### Required action
Using the listing below, work out the number of lines in which "LoggingConfig" appears; return only that figure.

### Supplied data
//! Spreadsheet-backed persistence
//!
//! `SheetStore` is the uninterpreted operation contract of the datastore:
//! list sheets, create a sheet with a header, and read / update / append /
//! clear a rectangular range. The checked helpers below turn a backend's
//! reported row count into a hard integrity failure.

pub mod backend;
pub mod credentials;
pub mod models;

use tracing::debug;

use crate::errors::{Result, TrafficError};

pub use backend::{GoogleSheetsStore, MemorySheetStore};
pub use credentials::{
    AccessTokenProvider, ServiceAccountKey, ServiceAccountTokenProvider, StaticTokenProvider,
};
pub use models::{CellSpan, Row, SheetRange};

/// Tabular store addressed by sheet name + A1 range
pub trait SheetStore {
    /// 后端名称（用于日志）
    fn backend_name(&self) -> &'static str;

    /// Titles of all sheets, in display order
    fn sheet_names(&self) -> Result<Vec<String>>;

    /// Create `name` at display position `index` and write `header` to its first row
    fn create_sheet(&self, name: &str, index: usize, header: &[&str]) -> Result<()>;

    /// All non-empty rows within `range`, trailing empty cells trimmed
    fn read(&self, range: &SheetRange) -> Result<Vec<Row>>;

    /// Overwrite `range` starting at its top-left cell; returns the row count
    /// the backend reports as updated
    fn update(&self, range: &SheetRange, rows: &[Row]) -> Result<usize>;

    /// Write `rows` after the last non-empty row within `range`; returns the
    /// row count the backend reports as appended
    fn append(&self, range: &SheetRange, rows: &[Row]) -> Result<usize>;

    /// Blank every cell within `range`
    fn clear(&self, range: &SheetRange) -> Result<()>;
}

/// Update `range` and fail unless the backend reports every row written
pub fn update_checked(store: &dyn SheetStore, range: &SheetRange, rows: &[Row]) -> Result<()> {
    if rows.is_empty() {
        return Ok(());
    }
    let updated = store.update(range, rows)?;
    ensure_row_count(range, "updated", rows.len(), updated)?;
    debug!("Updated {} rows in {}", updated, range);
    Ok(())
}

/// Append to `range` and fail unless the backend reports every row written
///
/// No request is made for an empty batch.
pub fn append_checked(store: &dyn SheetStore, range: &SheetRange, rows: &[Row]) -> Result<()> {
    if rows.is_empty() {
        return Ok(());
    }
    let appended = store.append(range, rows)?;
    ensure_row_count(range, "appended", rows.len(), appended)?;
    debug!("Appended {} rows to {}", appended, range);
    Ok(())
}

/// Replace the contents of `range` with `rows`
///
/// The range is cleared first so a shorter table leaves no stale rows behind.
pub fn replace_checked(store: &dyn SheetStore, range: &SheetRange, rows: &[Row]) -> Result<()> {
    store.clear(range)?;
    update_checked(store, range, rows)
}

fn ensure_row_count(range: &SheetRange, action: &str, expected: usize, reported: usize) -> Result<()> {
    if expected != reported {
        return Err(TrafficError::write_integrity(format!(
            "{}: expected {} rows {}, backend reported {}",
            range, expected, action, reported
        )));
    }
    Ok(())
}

...

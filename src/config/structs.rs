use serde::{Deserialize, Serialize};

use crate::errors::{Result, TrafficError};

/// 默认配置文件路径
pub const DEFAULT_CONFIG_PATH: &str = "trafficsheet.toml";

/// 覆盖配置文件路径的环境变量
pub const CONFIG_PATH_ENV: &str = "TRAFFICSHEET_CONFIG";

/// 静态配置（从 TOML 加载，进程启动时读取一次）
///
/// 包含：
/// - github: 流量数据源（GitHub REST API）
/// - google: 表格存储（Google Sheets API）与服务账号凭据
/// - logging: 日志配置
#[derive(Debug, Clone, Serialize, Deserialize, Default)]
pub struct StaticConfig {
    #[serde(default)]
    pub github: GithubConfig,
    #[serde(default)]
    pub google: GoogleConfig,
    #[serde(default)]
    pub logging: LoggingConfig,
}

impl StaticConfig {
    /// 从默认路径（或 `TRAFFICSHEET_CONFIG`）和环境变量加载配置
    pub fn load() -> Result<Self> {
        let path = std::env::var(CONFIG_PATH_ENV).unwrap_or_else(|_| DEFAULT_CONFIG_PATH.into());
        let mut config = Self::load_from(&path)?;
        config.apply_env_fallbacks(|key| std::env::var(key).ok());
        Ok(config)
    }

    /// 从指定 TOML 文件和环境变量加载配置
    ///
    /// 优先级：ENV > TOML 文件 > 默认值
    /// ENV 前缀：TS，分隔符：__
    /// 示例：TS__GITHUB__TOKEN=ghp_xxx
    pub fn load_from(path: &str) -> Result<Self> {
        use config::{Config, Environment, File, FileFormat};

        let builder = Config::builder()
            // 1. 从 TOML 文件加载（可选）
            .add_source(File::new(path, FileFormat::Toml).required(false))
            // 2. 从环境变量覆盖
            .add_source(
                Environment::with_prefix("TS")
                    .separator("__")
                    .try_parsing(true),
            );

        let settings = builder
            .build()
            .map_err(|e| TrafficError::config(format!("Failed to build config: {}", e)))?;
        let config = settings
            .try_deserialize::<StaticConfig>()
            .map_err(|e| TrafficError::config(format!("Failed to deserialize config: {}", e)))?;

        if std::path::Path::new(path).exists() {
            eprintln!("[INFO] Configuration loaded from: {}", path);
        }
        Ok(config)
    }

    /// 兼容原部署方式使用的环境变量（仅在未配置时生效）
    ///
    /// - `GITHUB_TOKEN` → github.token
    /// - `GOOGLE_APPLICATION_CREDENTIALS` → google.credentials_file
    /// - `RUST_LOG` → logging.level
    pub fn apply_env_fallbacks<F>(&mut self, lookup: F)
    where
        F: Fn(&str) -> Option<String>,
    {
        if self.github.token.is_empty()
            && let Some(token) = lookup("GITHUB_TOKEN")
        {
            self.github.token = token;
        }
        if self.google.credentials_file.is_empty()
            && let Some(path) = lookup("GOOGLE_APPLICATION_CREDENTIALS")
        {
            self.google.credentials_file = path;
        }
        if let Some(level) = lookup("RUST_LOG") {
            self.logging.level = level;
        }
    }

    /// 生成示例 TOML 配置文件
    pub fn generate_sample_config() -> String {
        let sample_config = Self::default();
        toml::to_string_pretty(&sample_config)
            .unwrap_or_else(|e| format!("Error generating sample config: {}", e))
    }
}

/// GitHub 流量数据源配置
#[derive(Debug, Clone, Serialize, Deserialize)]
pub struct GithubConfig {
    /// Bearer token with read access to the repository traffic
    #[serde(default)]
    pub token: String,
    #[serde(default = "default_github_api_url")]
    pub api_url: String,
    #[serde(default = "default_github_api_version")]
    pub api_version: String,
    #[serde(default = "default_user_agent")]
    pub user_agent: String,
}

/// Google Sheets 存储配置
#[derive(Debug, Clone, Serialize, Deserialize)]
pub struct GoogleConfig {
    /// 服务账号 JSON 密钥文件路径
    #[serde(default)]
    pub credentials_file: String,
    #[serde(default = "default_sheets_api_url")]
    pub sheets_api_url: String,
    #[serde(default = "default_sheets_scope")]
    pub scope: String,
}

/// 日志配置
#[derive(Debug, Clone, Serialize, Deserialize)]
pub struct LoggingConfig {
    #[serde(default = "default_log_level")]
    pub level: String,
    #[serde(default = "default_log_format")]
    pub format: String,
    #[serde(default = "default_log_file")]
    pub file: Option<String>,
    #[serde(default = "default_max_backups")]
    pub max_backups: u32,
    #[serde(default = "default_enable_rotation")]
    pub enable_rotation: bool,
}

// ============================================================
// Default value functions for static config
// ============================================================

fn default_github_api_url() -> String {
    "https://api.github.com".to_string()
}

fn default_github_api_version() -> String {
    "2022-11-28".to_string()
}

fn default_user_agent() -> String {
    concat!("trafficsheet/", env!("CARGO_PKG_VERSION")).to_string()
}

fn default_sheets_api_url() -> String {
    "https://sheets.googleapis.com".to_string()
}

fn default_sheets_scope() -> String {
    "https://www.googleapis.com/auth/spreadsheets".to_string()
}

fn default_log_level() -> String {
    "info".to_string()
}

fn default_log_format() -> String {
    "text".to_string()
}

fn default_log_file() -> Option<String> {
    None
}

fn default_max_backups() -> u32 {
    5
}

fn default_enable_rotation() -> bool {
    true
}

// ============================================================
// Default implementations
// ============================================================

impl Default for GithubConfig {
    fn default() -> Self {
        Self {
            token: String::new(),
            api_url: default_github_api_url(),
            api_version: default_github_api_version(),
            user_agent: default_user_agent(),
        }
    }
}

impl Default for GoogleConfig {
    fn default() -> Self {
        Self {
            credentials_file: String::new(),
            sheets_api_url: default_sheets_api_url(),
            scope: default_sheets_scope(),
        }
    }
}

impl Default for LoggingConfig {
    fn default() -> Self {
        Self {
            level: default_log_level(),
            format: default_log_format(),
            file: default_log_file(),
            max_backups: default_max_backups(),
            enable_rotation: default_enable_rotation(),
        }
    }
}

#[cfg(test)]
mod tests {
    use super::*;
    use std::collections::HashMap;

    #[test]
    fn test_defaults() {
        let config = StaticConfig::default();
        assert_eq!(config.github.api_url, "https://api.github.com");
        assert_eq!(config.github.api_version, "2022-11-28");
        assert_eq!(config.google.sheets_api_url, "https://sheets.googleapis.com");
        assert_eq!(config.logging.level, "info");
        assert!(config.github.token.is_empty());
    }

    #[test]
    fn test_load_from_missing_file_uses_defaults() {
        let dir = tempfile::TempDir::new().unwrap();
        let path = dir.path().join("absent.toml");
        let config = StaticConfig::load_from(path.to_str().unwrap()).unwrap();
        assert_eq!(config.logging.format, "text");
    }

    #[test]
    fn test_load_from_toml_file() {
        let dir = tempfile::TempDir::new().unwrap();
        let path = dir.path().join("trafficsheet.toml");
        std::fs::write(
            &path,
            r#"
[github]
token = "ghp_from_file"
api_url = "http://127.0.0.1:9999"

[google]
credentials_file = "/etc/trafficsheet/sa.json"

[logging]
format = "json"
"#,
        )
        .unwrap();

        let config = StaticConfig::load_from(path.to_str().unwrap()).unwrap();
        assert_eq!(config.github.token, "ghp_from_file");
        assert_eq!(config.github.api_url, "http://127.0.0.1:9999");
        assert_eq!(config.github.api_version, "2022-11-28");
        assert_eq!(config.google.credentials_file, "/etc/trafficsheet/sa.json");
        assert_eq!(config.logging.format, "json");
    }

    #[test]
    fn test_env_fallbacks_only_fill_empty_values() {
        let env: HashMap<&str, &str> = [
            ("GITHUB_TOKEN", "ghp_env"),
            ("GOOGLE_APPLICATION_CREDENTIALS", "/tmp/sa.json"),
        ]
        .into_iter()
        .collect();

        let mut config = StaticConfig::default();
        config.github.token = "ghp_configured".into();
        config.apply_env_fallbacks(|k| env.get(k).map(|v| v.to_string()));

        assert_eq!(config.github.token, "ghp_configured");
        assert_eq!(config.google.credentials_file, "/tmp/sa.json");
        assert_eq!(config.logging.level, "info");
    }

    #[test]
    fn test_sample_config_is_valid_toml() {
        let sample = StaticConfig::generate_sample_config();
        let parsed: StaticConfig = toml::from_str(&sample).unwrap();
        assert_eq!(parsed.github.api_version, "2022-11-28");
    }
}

### Output below
3